> [Directions for this task] What you return should be the lines from the first line of the records below through the line holding "use std::fmt;", unchanged.

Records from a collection

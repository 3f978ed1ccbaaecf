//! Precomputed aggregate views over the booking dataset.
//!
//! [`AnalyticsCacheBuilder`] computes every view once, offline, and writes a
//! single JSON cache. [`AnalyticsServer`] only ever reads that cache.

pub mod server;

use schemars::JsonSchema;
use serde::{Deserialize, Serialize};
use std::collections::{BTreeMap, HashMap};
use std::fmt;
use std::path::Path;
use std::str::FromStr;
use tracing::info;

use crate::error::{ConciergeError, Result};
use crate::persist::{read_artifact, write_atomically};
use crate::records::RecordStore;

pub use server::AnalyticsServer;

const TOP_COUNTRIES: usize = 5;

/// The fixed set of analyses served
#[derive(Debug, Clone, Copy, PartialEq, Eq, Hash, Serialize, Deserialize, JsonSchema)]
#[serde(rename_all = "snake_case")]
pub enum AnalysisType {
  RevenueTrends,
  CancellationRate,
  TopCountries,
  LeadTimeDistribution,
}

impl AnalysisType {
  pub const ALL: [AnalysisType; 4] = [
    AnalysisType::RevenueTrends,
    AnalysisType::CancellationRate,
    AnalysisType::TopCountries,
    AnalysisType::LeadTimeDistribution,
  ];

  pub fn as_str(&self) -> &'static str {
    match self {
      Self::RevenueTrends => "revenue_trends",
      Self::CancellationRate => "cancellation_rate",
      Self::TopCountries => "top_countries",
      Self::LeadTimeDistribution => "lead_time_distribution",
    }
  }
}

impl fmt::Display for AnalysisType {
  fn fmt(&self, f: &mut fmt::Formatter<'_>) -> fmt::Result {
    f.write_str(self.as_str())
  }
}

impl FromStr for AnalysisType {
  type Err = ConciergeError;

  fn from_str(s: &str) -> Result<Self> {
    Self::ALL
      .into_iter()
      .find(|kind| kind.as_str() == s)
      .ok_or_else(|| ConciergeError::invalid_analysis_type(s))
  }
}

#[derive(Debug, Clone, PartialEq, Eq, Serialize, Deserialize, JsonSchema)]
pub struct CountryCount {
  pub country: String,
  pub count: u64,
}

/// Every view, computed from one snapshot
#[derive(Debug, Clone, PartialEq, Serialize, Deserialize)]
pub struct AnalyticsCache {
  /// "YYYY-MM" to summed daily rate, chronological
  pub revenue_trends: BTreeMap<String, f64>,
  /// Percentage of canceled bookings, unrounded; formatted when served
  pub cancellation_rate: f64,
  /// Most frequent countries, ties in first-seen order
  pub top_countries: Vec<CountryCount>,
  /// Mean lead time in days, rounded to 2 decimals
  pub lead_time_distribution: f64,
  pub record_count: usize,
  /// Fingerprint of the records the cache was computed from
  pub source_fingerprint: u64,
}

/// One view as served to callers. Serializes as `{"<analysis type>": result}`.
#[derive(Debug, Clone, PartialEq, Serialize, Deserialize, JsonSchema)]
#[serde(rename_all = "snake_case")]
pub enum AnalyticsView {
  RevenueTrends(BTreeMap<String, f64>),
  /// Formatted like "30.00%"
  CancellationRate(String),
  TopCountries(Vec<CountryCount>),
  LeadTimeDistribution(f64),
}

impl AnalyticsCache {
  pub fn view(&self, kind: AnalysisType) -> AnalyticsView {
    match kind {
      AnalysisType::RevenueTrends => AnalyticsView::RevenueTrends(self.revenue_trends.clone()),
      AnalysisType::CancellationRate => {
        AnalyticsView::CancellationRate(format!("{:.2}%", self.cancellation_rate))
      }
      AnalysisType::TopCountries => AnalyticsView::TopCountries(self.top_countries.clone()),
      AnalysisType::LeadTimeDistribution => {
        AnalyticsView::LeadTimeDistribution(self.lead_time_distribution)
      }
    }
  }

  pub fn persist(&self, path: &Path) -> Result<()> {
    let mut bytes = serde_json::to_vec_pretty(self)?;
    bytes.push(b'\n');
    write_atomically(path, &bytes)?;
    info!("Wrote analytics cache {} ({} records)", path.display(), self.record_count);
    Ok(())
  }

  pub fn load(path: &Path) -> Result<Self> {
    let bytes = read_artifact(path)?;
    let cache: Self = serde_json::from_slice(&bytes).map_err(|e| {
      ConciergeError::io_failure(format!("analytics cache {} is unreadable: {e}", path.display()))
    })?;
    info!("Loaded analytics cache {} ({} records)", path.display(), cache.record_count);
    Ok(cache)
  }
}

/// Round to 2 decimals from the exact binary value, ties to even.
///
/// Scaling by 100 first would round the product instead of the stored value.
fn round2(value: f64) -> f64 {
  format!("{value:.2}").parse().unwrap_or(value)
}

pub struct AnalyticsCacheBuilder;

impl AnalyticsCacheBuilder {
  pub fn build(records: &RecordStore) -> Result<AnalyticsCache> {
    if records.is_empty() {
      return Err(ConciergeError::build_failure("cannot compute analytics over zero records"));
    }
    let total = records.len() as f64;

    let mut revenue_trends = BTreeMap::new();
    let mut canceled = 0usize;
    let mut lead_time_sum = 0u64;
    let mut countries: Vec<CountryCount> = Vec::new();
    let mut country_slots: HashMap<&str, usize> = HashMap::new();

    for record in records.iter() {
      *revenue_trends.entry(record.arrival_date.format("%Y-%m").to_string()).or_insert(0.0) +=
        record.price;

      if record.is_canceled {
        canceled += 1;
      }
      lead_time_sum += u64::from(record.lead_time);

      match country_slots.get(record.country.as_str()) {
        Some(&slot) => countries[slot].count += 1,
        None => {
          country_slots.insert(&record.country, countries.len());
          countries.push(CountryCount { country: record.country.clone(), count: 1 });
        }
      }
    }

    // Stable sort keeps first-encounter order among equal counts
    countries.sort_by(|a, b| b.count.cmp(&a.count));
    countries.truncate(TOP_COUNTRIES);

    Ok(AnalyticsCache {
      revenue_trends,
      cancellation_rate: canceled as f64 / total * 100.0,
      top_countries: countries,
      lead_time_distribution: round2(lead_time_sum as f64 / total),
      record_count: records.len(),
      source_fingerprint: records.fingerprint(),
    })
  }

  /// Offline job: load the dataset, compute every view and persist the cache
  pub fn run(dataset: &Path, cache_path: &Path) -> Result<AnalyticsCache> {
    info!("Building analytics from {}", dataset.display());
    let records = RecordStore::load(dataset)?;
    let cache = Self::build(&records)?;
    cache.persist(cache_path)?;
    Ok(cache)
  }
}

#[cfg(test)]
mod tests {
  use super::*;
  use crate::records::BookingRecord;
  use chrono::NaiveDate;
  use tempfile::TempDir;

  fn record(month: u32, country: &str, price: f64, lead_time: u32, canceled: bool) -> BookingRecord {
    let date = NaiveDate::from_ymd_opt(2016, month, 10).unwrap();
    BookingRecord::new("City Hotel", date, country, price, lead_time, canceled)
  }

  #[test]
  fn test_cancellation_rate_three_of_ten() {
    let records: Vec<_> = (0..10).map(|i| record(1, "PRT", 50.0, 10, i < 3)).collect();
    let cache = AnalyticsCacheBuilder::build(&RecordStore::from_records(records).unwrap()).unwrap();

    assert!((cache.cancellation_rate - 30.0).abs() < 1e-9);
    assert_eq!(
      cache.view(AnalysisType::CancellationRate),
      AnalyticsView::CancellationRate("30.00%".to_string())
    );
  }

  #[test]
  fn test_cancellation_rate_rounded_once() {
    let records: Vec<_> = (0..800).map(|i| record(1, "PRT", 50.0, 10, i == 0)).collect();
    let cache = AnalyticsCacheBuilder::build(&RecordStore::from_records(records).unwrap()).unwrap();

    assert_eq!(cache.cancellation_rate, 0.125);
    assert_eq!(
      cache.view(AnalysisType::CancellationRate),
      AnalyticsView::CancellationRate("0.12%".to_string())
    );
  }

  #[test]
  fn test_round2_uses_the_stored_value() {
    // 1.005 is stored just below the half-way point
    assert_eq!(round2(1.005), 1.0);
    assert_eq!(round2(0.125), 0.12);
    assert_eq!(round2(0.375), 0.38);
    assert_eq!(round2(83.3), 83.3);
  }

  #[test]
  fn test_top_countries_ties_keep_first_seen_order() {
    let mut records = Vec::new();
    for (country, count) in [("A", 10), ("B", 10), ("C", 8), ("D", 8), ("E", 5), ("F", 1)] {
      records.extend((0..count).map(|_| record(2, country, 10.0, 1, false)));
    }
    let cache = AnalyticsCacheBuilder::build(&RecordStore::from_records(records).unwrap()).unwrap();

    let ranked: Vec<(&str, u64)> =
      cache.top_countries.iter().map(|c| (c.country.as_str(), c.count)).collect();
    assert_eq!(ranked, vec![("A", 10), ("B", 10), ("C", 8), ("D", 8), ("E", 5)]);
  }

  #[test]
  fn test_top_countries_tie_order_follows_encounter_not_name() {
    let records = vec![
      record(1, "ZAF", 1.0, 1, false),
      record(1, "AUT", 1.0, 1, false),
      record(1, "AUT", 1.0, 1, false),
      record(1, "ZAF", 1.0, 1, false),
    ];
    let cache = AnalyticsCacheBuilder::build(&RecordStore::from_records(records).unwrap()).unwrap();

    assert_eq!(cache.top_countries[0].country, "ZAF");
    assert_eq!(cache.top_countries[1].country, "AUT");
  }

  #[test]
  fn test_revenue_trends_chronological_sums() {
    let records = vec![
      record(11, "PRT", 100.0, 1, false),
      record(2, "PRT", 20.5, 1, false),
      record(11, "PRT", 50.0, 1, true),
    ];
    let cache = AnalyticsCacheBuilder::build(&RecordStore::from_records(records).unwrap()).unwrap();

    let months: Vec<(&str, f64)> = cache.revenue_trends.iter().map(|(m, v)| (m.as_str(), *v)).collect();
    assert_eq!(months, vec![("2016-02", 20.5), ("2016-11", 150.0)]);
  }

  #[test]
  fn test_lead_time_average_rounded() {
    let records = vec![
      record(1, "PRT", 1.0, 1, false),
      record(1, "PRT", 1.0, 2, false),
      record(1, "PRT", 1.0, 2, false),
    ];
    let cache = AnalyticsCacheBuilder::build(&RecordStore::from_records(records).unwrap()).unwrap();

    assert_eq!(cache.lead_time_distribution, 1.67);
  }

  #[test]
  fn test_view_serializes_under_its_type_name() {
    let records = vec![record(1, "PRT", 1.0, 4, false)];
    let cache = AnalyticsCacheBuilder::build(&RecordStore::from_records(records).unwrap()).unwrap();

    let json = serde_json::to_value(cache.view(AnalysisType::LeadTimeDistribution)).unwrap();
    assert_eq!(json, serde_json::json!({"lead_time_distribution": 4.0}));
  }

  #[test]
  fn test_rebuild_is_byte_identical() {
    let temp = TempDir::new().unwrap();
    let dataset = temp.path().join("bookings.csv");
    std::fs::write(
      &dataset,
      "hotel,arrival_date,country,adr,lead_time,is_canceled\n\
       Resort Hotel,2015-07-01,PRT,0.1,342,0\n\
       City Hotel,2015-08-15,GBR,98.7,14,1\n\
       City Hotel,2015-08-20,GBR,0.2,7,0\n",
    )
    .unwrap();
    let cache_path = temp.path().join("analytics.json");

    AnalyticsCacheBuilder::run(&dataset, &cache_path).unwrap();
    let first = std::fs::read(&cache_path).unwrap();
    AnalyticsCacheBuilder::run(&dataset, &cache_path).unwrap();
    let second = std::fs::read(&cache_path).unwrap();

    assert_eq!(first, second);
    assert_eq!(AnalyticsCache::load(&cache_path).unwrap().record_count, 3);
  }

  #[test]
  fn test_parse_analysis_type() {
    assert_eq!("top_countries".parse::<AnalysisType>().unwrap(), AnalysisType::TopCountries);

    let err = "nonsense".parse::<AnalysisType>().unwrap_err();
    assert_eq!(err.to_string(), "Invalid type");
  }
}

> [Output for this exercise]
repository 3f978ed1ccbaaecf
//! Precomputed aggregate views over the booking dataset.
//!
//! [`AnalyticsCacheBuilder`] computes every view once, offline, and writes a
//! single JSON cache. [`AnalyticsServer`] only ever reads that cache.

pub mod server;

use schemars::JsonSchema;
use serde::{Deserialize, Serialize};
use std::collections::{BTreeMap, HashMap};
use std::fmt;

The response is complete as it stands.